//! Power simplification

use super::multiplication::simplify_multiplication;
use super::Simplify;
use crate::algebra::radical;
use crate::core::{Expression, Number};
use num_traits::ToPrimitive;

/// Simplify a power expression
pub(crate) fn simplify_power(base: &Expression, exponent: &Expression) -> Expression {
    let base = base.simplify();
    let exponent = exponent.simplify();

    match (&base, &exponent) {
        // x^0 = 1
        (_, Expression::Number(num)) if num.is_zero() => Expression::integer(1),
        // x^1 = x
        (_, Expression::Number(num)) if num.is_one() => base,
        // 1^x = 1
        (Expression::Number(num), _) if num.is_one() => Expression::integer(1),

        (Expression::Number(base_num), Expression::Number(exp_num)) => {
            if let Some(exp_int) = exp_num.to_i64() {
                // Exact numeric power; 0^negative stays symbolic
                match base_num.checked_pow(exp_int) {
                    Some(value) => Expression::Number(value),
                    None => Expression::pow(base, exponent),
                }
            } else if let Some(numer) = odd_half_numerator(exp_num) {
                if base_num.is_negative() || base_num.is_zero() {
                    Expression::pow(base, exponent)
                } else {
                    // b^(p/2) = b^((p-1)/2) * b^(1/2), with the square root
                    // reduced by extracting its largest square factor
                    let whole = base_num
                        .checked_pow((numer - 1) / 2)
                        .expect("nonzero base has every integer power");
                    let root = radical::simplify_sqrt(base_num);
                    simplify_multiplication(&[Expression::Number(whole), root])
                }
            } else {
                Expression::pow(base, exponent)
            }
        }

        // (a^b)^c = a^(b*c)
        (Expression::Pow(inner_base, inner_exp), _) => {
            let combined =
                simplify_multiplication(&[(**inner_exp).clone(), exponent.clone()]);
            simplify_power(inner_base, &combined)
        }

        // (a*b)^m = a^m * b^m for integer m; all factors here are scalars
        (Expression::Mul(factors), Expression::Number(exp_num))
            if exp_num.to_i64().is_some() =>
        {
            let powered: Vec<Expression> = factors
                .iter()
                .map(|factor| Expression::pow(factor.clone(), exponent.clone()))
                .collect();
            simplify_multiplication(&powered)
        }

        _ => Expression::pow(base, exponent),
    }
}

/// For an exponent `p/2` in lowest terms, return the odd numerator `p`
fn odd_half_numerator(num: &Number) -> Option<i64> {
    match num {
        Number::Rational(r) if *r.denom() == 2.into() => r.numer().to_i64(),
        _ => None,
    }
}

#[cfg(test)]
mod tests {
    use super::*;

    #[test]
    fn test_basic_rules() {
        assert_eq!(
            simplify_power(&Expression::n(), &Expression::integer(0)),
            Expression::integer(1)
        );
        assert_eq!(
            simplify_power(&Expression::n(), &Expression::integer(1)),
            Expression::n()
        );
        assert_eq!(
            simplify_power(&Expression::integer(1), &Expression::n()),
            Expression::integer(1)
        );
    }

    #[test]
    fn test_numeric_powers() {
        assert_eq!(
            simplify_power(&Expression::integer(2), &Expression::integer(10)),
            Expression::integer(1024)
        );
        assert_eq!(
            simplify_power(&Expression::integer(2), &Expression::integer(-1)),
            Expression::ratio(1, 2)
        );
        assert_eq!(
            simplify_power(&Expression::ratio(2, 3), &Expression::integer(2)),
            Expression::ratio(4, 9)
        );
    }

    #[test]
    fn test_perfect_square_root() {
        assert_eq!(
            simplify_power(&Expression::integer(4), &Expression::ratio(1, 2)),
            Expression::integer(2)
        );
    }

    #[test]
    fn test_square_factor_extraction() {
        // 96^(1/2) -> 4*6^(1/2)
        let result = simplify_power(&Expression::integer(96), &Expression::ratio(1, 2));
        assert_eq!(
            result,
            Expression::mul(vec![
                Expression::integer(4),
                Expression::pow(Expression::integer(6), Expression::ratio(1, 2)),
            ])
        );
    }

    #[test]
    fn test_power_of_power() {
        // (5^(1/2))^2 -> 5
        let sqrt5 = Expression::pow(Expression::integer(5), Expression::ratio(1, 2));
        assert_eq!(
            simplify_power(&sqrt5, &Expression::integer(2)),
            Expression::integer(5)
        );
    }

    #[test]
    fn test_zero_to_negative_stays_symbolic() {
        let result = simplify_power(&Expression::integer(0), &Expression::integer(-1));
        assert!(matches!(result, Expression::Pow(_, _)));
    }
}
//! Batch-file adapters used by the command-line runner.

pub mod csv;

◆ ◆ ◆ ◆

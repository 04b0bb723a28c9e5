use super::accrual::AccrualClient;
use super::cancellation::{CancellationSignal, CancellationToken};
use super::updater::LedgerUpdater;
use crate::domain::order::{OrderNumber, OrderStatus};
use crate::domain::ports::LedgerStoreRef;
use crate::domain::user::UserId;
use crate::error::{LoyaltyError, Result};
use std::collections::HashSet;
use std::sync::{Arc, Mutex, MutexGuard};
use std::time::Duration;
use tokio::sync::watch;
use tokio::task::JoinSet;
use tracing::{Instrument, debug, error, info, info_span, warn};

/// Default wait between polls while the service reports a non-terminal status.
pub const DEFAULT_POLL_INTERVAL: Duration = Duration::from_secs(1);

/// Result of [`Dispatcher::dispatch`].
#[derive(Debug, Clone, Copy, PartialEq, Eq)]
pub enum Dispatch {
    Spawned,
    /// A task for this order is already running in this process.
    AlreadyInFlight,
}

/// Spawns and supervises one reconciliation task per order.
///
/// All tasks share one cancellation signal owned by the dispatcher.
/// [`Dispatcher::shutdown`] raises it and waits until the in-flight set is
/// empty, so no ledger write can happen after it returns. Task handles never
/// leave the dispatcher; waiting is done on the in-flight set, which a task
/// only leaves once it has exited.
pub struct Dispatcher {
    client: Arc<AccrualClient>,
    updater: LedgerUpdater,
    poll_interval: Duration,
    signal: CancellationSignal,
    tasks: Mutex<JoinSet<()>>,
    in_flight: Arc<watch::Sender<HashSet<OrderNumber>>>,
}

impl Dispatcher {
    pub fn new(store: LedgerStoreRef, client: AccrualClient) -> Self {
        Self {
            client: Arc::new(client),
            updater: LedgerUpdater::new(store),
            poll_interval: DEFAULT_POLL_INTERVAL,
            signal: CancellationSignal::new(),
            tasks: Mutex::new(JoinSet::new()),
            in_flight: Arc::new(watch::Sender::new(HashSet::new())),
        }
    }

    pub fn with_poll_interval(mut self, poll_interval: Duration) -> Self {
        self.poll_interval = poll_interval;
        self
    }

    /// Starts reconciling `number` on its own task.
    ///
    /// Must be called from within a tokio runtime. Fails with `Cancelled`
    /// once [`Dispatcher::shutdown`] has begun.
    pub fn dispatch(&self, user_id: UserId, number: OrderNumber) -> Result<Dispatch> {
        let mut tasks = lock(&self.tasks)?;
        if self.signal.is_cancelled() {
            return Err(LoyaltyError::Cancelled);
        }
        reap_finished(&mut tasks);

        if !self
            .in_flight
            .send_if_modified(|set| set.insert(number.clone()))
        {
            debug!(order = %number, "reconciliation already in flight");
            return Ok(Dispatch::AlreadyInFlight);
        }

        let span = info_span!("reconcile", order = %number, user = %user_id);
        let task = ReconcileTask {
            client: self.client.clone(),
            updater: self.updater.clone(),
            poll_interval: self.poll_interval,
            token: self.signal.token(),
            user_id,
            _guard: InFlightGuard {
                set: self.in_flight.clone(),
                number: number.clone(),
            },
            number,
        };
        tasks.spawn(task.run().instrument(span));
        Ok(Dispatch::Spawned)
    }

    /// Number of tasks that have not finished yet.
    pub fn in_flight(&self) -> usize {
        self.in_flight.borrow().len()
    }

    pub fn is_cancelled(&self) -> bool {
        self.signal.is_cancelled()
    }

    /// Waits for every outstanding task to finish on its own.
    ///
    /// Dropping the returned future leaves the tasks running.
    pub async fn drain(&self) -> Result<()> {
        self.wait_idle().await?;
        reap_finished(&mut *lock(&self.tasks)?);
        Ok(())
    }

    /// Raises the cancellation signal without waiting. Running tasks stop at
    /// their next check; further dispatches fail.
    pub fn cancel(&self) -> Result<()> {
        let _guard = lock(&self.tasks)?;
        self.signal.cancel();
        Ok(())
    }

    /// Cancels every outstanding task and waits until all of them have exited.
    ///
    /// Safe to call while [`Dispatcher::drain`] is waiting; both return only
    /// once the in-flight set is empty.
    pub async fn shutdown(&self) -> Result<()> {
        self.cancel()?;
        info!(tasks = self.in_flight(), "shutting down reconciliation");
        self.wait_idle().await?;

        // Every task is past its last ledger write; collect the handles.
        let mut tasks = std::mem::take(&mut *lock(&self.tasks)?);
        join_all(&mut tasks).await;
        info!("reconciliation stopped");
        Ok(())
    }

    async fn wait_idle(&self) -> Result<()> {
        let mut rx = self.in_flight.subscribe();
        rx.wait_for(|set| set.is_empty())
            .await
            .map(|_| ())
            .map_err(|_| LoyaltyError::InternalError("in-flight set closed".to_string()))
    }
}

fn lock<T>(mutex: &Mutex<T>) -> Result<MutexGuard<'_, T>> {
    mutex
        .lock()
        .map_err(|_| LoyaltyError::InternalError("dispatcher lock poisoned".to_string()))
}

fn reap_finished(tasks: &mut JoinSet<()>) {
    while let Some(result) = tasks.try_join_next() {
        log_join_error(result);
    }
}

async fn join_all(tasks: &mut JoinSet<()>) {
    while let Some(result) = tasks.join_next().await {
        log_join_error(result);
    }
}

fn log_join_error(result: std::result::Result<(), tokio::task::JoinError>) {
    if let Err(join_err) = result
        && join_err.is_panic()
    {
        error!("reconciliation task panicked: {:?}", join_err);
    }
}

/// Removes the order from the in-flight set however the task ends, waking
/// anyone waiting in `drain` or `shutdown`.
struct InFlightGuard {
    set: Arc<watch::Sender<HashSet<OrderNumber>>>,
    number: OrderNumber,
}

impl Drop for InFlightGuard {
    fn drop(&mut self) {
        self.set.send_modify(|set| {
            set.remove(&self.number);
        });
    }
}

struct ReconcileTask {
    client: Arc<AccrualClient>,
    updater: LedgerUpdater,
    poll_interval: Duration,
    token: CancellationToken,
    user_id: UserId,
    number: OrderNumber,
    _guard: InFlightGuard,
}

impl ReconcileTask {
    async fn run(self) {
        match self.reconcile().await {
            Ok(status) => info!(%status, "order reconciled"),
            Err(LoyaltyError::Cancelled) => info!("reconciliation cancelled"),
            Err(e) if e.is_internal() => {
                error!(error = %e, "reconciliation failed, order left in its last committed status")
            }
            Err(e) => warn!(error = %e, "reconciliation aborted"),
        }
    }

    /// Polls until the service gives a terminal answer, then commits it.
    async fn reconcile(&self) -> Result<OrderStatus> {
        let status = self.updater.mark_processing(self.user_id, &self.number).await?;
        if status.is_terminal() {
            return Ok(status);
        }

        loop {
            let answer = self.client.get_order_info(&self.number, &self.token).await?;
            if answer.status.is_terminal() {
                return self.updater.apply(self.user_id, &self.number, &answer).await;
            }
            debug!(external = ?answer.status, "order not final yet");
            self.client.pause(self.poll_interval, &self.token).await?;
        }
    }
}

◆ ◆ ◆ ◆

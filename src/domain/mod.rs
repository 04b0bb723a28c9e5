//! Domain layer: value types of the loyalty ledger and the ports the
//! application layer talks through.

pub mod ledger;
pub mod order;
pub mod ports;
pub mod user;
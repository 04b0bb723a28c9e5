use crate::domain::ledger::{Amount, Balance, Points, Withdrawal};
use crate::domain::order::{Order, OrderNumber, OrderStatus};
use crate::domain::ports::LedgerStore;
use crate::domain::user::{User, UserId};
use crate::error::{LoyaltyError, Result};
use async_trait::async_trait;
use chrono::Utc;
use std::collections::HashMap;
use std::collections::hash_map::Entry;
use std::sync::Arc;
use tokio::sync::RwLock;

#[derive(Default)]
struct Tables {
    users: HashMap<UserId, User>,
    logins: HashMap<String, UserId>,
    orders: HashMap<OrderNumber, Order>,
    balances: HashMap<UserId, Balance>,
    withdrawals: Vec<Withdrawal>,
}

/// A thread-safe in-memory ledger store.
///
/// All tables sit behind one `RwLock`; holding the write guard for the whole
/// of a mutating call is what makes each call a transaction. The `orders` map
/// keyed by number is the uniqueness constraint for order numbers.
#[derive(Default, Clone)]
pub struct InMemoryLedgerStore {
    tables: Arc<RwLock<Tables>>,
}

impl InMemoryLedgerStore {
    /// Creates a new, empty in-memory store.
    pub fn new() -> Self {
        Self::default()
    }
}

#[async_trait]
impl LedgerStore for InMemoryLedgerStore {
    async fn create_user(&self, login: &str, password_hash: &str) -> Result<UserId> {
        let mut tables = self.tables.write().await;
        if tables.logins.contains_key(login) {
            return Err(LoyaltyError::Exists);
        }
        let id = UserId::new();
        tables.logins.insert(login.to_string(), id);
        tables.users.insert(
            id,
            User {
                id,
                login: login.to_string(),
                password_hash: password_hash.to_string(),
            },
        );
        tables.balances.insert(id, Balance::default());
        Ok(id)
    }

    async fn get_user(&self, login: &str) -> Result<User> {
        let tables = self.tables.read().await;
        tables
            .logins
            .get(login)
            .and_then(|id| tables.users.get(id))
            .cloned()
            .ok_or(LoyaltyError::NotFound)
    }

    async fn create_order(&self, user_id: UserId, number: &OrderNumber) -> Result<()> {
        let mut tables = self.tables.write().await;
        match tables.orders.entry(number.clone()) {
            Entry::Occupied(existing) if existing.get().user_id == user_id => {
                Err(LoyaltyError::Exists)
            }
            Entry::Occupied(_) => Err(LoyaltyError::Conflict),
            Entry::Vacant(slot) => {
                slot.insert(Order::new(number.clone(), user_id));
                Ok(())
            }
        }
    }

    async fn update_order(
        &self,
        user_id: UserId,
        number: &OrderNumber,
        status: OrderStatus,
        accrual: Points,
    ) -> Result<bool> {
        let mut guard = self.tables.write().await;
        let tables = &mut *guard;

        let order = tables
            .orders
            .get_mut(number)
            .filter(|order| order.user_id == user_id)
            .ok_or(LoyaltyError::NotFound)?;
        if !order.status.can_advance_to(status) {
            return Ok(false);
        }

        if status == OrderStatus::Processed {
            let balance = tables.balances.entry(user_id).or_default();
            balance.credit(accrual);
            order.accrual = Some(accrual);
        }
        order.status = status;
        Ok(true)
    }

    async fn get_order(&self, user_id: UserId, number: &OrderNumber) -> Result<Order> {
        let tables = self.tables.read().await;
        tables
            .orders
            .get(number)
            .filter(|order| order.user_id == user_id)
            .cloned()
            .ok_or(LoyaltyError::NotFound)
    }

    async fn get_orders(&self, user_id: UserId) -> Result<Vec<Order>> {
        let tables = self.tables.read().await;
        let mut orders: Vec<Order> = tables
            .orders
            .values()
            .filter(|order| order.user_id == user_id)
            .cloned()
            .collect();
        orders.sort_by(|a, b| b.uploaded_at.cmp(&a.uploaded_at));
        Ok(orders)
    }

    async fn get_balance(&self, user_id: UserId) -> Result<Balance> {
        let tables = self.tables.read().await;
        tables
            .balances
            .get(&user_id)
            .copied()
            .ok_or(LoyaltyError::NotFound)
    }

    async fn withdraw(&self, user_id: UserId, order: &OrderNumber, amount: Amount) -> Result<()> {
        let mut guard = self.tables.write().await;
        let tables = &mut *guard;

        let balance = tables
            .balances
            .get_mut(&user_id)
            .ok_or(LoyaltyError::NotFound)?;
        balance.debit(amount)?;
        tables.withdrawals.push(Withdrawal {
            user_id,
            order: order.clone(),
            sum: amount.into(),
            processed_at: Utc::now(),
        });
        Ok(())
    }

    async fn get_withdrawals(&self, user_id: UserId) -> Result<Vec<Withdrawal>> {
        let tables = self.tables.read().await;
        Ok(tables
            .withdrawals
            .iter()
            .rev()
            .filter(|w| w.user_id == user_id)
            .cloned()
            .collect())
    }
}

◆ ◆ ◆ ◆

Each line in the records that carries "write" must be copied out.

/// empty, so no ledger write can happen after it returns. Task handles never
        // Every task is past its last ledger write; collect the handles.
/// All tables sit behind one `RwLock`; holding the write guard for the whole
        let mut tables = self.tables.write().await;
        let mut tables = self.tables.write().await;
        let mut guard = self.tables.write().await;
        let mut guard = self.tables.write().await;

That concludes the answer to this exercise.